China's foreign policy team under recently installed President Xi Jinping "could be more tough on North Korea, as they are more irresponsible in their rhetoric and that will hurt China's interests," said Shen Dingli, an international relations expert and North Korea watcher at Shanghai's Fudan University.

"We have to teach North Korea a lesson, but not to further the trend of instability spiraling. We need to punish them, without exciting them," he said.

North Korea on Tuesday said it was putting its long-range rocket units on the highest possible combat-posture level following what is says are provocations from the United States.

The U.S. military and the South Korean military have been conducting regularly scheduled drills on land this month. The Pentagon says at least one B-52 bomber was flown over South Korea.

On Tuesday, the North Korean army's Supreme Command said it will take "practical military action" to protect national sovereignty and its leadership in response to what it called U.S. and South Korean plots to attack.

"From this moment, the Supreme Command of the Korean People's Army will be putting in combat duty posture No. 1 all field artillery units including long-range artillery units strategic rocket units that will target all enemy object in U.S. invasionary bases," the KCNA news agency said.

The North Korean military statement referred to the B-52 flights as a provocation.

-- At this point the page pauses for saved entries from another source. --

//! Sweep scheduling, stimulus presentation, and response collection.

pub mod collector;
pub mod coordinators;
pub mod curves;
pub mod feature;
pub mod maps;
pub mod revcorr;
pub mod stimulus;

use std::fmt;

use crate::core::distribution::DistributionError;

/// Errors raised while driving a sweep.
#[derive(Debug, Clone, PartialEq)]
pub enum SweepError {
    /// The sweep was cancelled between permutations. Everything collected
    /// for the first `completed` permutations remains valid.
    Interrupted { completed: usize, total: usize },
    /// The collaborator did not return a requested output.
    MissingOutput { output: String },
    /// A returned activity matrix disagrees with the declared source shape.
    ShapeMismatch {
        output: String,
        expected: (usize, usize),
        got: (usize, usize),
    },
    /// A feature value fell outside its distribution axis.
    Distribution {
        feature: String,
        source: DistributionError,
    },
}

impl fmt::Display for SweepError {
    fn fmt(&self, f: &mut fmt::Formatter<'_>) -> fmt::Result {
        match self {
            SweepError::Interrupted { completed, total } => {
                write!(f, "sweep interrupted after {completed} of {total} permutations")
            }
            SweepError::MissingOutput { output } => {
                write!(f, "collaborator returned no activity for output {output:?}")
            }
            SweepError::ShapeMismatch { output, expected, got } => write!(
                f,
                "activity for {output:?} has shape {}x{}, expected {}x{}",
                got.0, got.1, expected.0, expected.1
            ),
            SweepError::Distribution { feature, source } => {
                write!(f, "feature {feature:?}: {source}")
            }
        }
    }
}

impl std::error::Error for SweepError {
    fn source(&self) -> Option<&(dyn std::error::Error + 'static)> {
        match self {
            SweepError::Distribution { source, .. } => Some(source),
            _ => None,
        }
    }
}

The Pentagon said it is confident that it can handle any military capabilities that the regime of Kim Jong Un can come up with.

"The U.S. is fully capable of defending ourselves and our allies against an attack" by North Korea, Pentagon spokesman Lt. Jack Miller said. "We are firmly committed to defending the Republic of Korea and Japan."

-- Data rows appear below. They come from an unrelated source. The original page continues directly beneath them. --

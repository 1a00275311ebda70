//! The boundary to the presentation collaborator.

use std::collections::BTreeMap;
use std::sync::atomic::{AtomicBool, Ordering};
use std::sync::Arc;

use ndarray::Array2;
use serde::{Deserialize, Serialize};

/// Spatial extent of a source in sheet coordinates.
#[derive(Debug, Clone, Copy, PartialEq, Serialize, Deserialize)]
pub struct Bounds {
    pub left: f64,
    pub bottom: f64,
    pub right: f64,
    pub top: f64,
}

impl Bounds {
    /// The unit square centered on the origin.
    pub fn unit() -> Self {
        Self {
            left: -0.5,
            bottom: -0.5,
            right: 0.5,
            top: 0.5,
        }
    }
}

/// A named activity source (an output sheet, or an input sheet for
/// receptive-field estimation) with a fixed 2-D unit grid.
#[derive(Debug, Clone, PartialEq, Serialize, Deserialize)]
pub struct MeasurementSource {
    pub name: String,
    pub shape: (usize, usize),
    pub bounds: Bounds,
}

impl MeasurementSource {
    pub fn new(name: &str, rows: usize, cols: usize) -> Self {
        Self {
            name: name.to_owned(),
            shape: (rows, cols),
            bounds: Bounds::unit(),
        }
    }

    pub fn with_bounds(mut self, bounds: Bounds) -> Self {
        self.bounds = bounds;
        self
    }
}

/// Per-source stimulus parameters, one map of named scalar fields per
/// input source. The collector fills each map with the static parameters
/// and the permutation's feature values; metafeature coordination
/// functions may then rewrite per-source fields.
pub type StimulusParams = BTreeMap<String, f64>;

#[derive(Clone, Debug, Default, PartialEq)]
pub struct StimulusBundle {
    sources: BTreeMap<String, StimulusParams>,
}

impl StimulusBundle {
    pub fn with_sources<S: AsRef<str>>(names: &[S]) -> Self {
        let mut bundle = Self::default();
        for name in names {
            bundle.sources.insert(name.as_ref().to_owned(), StimulusParams::new());
        }
        bundle
    }

    pub fn source_names(&self) -> impl Iterator<Item = &str> {
        self.sources.keys().map(String::as_str)
    }

    pub fn source(&self, name: &str) -> Option<&StimulusParams> {
        self.sources.get(name)
    }

    pub fn source_mut(&mut self, name: &str) -> Option<&mut StimulusParams> {
        self.sources.get_mut(name)
    }

    pub fn iter(&self) -> impl Iterator<Item = (&str, &StimulusParams)> {
        self.sources.iter().map(|(n, p)| (n.as_str(), p))
    }

    pub fn iter_mut(&mut self) -> impl Iterator<Item = (&str, &mut StimulusParams)> {
        self.sources.iter_mut().map(|(n, p)| (n.as_str(), p))
    }

    /// Set a field on every source.
    pub fn set_on_all(&mut self, key: &str, value: f64) {
        for params in self.sources.values_mut() {
            params.insert(key.to_owned(), value);
        }
    }

    /// A field of one source, if set.
    pub fn get(&self, source: &str, key: &str) -> Option<f64> {
        self.sources.get(source).and_then(|p| p.get(key)).copied()
    }

    /// A field value shared by any source (coordination functions use this
    /// for quantities that the collector broadcast to every source).
    pub fn get_any(&self, key: &str) -> Option<f64> {
        self.sources.values().find_map(|p| p.get(key)).copied()
    }
}

/// The presentation collaborator.
///
/// One call presents one concrete stimulus configuration and returns one
/// activity snapshot per requested output name. Implementations own all
/// simulator state; the sweep calls them strictly sequentially and never
/// requires cross-call state beyond that.
pub trait Presenter {
    fn present(
        &mut self,
        stimuli: &StimulusBundle,
        outputs: &[String],
        step: usize,
        total: usize,
    ) -> BTreeMap<String, Array2<f64>>;
}

/// Cooperative cancellation flag, checked once per permutation.
#[derive(Clone, Debug, Default)]
pub struct CancelToken(Arc<AtomicBool>);

impl CancelToken {
    pub fn new() -> Self {
        Self::default()
    }

    pub fn cancel(&self) {
        self.0.store(true, Ordering::SeqCst);
    }

    pub fn is_cancelled(&self) -> bool {
        self.0.load(Ordering::SeqCst)
    }

    pub fn reset(&self) {
        self.0.store(false, Ordering::SeqCst);
    }
}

The Pentagon and South Korean military on Friday signed a new plan to defend the country against possible attack. The plan was developed after North Korea shelled South Korea's Yeonpyeong Island in 2010, killing four people and destroying dozens of homes.

The North Korean statement came on the third anniversary of a North Korean torpedo attack on a South Korean warship that killed 46 South Korean sailors. North Korea denies the warship sinking.

The two Koreas have clashed repeatedly in recent years and North Korea has vowed in the past to turn Seoul into a "sea of fire." North Korea has expressed anger over recent joint military drills by the U.S. and South Korea and crippling United Nations-endorsed sanctions in the wake of the North's Feb. 12 nuclear test.

The United States and its allies should respond to the latest North Korean threats by urging China to restrain its ally before the situation escalates, a former U.S. intelligence official says.

U.S. diplomats should talk to their Chinese counterparts and say "your ally North Korea is acting in a very belligerent and destabilizing way," said Richard Bush, an East Asia specialist at the National Intelligence Council under President Clinton who now heads the Brookings Institution Center for Northeast Asian Policy Studies. "They're acting in ways that are contrary to the principals you (China) have laid out. The situation is somewhat dangerous. You need to restrain your ally."

The country has made nuclear threats against the U.S. and its allies in the past. But North Korea doesn't have the capability to strike U.S. bases in Hawaii, Guam or the U.S. mainland with long-range missiles, says James Hardy, Asia Pacific Editor for IHSJane's Defense Weekly.

"From what we know of its existing inventory, North Korea has short- and medium-range missiles that could complicate a situation on the Korean Peninsula and perhaps reach Japan," he said.

"They're empty threats," Bush said.

However, former U.S. ambassador to the United Nations John Bolton said the risk to the U.S. is that the North is an irrational regime capable of starting a war that could drag in the United States.

"It shows why the continuation of the regime itself is a problem" he told Fox News "You have to take this kind of thing seriously."

Bolton, a senior fellow at the American Enterprise Institute who served under President George W, Bush, says the Obama administration needs to work toward a more robust missile-defense system and do more to implement U.S. policy, which is to change the North's regime by a peaceful reunification of the two Koreas.

While North Korea is unlikely to launch a nuclear attack, it may conduct a limited conventional one at South Korea that could lead to an escalating series of retaliations that could get out of hand, Bush said. That's because South Korea's new president, Park Geun Hye, declared her country's new policy is to respond to such attacks in the future by destroying the units that launched the attack.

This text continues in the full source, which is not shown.